Metabolic reprogramming of naïve regulatory T cells by IL-7 and IL-15 promotes their persistence and performance upon adoptive transfer
Jessica Filoni, Arianna Ferrari, Tatiana Jofra, Anna Rita Putignano, Lorenzo Da Dalt, Susanna Cesarano, Carla Di Dedda, Fabrizia Bonacina, Federica Marchesi, Giuseppe Danilo Norata, Chiara Bonini, Lorenzo Piemonti, Paolo Monti
Abstract
Tregs for adoptive therapy are traditionally expanded ex vivo using high doses of IL-2. However, the final Treg product has limited survival once infused in patients, potentially affecting therapeutic effectiveness. Here, we tested a novel expansion protocol in which highly purified naïve Tregs were expanded with a combination of IL-7 and IL-15, in the absence of IL-2. The final Treg product was enriched with cells displaying an immature CD45RA+CD62L+CD95+ phenotype, reminiscent of conventional memory stem T cells.
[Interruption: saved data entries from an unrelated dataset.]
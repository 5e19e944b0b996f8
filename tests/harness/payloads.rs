// SPDX-FileCopyrightText: 2025 Hyperpolymath
// SPDX-License-Identifier: PMPL-1.0-or-later

//! XSS payload corpus.

/// Payloads the detector must flag, grouped by the vector they use.
pub const DETECTED: &[(&str, &str)] = &[
    ("script pair", "<script>alert(1)</script>"),
    ("script pair, attributes", "<script type=\"text/javascript\">fetch('/c?'+document.cookie)</script>"),
    ("script pair, mixed case", "<ScRiPt>alert(1)</sCrIpT>"),
    ("script pair, multiline", "<script>\nalert(1)\n</script>"),
    ("javascript uri", "javascript:alert(1)"),
    ("javascript uri, upper", "JAVASCRIPT:alert(1)"),
    ("javascript uri in href", "<a href=\"javascript:void(0)\">click</a>"),
    ("event handler", "<body onload=alert(1)>"),
    ("event handler, spaced", "<div onmouseover = \"x()\">"),
    ("img onerror", "<img src=x onerror=alert(1)>"),
    ("img onerror, no space", "<IMG SRC=# onerror=alert(1)>"),
    ("svg onload", "<svg onload=alert(1)>"),
    ("svg onload, slash", "<svg/onload=alert(1)>"),
    ("css expression", "width: expression(alert(1))"),
    ("css expression, spaced", "x:expression (alert(1))"),
    ("data url", "background: url(data:text/html;base64,PHNjcmlwdD4=)"),
    ("data url, quoted", "background: url( 'data:image/svg+xml,<svg/onload=alert(1)>' )"),
];

/// Ordinary storefront input that must pass detection untouched.
pub const BENIGN: &[&str] = &[
    "Maria da Silva",
    "João D'Ávila",
    "Rua Augusta, 1500 - apto 42",
    "Av. Brigadeiro Faria Lima, 3477",
    "maria+promo@example.com",
    "(11) 98765-4321",
    "01310-100",
    "4111 1111 1111 1111",
    "12/28",
    "Deixar na portaria, por favor :)",
    "Salon & Spa",
    "2 < 3 and 5 > 4",
    "Please contact= me",
    "upload your metadata: later",
];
The combination of IL-7 and IL-15 confers Tregs a glycolytic metabolism and improved metabolic fitness, characterized by an increased capacity to adapt metabolism according to glucose and oxygen availability. Tregs expanded with IL-7 and IL-15 showed longer persistence and an improved capacity to control xeno-GvHD in NSG mice. This work suggests that metabolic reprogramming induced by IL-7 and IL-15 provides better Treg performance for adoptive therapy. Regulatory T cells expanded with IL-7 and IL-15 exhibit enhanced survival both in vitro and in vivo. These improvements are driven by dynamic metabolic reprogramming, promoting greater functionality and adaptability.